(Dataset entries)
▼
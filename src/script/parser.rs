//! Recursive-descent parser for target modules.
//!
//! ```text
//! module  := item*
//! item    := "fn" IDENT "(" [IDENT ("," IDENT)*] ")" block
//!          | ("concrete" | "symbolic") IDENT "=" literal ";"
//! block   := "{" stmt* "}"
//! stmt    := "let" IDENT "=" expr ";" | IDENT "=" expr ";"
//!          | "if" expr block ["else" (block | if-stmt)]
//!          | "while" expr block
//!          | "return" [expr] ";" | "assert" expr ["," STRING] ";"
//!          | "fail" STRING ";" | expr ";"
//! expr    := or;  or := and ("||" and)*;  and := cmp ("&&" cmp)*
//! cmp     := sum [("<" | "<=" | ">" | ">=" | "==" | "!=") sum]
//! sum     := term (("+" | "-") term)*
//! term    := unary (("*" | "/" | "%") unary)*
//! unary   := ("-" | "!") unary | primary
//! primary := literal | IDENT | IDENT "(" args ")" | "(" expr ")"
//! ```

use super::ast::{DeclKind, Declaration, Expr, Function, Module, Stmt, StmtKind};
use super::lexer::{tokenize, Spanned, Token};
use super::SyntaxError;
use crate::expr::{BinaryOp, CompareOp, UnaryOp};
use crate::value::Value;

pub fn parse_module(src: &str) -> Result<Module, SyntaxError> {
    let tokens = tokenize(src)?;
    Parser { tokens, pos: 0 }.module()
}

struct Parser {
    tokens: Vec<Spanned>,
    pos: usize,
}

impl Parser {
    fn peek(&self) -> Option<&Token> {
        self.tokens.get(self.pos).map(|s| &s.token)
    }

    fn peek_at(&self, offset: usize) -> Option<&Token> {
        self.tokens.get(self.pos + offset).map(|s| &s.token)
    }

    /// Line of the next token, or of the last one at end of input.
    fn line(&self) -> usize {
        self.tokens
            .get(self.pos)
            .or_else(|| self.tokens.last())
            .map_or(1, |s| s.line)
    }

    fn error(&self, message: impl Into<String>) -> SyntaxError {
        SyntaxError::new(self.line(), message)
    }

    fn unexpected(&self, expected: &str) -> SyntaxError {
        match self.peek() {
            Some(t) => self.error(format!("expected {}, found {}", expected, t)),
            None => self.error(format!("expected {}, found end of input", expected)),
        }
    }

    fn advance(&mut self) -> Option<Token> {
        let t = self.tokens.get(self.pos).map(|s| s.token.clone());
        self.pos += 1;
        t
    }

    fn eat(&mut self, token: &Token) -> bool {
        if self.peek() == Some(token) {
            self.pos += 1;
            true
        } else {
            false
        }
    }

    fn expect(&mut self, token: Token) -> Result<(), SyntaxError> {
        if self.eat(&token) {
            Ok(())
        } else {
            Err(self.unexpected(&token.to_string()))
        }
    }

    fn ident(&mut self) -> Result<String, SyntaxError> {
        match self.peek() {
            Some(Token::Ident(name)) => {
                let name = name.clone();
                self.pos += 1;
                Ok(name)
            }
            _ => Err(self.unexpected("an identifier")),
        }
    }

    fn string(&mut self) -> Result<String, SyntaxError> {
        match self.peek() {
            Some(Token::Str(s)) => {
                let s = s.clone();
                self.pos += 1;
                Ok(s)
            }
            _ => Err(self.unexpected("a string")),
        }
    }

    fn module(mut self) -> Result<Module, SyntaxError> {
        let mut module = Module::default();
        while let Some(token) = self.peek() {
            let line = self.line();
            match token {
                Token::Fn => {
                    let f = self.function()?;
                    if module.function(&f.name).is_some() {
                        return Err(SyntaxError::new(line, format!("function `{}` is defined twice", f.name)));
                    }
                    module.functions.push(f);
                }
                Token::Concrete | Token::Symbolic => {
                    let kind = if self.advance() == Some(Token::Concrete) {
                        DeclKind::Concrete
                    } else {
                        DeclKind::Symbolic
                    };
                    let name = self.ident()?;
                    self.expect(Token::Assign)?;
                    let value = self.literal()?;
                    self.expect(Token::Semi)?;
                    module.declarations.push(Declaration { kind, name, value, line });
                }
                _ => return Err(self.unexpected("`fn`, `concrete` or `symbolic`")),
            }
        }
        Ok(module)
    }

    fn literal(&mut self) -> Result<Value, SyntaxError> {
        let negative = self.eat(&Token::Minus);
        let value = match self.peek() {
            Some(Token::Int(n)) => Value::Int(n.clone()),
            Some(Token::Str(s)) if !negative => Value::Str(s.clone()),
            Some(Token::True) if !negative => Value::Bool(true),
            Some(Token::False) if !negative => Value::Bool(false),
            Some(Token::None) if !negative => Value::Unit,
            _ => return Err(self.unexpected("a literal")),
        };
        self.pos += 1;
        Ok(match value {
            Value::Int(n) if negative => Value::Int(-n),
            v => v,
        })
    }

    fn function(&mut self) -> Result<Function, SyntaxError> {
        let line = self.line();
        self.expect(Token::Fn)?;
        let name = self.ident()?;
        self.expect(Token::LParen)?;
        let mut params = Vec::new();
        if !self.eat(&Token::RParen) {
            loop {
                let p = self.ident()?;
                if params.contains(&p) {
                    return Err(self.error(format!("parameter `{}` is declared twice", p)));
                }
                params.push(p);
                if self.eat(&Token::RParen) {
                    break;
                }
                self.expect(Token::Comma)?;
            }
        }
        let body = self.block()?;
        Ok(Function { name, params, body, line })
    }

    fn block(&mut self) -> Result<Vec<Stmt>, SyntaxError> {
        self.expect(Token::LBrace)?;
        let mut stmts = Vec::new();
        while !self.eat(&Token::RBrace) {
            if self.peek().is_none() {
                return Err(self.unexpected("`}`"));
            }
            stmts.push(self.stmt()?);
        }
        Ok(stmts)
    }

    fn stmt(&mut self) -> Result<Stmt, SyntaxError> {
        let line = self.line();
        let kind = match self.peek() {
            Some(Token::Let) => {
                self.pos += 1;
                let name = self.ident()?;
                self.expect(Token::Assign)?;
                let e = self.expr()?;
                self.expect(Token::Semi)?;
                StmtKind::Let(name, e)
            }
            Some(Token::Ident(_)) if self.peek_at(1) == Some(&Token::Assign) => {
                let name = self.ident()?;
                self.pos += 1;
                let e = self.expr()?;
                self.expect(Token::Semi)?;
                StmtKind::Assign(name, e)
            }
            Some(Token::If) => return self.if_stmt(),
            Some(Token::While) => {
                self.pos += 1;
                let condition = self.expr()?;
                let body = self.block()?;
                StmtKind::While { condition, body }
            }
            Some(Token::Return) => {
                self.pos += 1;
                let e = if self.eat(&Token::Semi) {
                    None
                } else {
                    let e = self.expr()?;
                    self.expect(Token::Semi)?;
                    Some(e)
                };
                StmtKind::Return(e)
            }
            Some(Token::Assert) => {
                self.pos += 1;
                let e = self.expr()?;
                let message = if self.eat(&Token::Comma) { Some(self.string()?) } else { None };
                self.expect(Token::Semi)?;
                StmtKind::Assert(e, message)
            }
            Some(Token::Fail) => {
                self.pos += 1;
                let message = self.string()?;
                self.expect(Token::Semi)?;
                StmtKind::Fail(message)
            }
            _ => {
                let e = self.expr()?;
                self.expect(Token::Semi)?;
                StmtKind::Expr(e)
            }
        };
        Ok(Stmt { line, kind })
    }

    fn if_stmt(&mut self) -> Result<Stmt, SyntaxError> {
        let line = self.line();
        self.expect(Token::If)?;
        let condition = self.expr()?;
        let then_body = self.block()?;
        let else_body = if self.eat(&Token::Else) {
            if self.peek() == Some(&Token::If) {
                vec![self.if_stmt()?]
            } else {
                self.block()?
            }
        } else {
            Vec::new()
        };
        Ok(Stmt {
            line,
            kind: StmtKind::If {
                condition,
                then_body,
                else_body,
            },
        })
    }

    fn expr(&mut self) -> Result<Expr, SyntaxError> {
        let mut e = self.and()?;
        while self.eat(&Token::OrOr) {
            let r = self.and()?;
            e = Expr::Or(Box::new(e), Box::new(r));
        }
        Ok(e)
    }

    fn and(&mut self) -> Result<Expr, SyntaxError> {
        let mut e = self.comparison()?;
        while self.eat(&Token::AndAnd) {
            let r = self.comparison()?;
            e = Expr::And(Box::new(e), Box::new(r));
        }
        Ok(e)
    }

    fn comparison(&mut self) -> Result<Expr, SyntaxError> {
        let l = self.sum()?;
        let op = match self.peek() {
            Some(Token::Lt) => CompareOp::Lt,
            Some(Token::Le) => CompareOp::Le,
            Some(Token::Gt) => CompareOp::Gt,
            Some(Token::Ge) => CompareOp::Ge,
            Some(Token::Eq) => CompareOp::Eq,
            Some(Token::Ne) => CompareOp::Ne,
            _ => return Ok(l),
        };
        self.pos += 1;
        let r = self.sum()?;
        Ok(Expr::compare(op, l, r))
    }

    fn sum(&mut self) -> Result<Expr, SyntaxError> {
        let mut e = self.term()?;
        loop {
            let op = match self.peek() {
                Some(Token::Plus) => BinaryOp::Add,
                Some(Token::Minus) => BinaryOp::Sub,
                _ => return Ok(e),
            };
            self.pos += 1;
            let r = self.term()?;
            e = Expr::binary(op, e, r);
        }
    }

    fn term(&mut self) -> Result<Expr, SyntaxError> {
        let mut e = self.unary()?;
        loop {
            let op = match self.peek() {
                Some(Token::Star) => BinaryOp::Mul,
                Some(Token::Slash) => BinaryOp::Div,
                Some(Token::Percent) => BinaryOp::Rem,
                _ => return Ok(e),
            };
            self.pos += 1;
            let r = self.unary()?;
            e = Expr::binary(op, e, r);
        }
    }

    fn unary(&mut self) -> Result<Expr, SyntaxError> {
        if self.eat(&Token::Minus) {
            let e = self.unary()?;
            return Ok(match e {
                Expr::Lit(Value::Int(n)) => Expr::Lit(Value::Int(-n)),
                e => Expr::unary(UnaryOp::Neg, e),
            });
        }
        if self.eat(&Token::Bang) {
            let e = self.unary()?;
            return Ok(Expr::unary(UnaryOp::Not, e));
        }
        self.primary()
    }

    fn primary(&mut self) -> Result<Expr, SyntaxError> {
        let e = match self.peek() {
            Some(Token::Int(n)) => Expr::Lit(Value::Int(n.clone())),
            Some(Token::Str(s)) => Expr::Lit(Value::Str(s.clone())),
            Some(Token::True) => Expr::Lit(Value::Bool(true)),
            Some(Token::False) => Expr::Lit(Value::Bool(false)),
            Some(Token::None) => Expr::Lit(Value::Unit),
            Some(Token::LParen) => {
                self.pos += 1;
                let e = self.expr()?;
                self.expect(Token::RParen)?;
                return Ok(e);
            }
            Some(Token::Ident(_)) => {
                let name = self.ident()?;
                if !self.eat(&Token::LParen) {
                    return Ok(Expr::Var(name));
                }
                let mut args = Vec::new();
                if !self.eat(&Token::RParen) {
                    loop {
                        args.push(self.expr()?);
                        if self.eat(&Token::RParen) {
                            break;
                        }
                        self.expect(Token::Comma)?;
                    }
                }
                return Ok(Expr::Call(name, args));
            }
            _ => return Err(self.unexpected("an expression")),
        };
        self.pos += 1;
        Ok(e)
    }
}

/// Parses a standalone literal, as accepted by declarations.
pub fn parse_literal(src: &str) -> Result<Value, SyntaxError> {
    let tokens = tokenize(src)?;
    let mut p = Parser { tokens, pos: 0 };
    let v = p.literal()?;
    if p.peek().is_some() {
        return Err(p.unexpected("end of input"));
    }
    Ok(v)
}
▲
**Work order:**
For every line of the data above that contains "Assign", copy that line.

**Your response:**
                    self.expect(Token::Assign)?;
                self.expect(Token::Assign)?;
            Some(Token::Ident(_)) if self.peek_at(1) == Some(&Token::Assign) => {
                StmtKind::Assign(name, e)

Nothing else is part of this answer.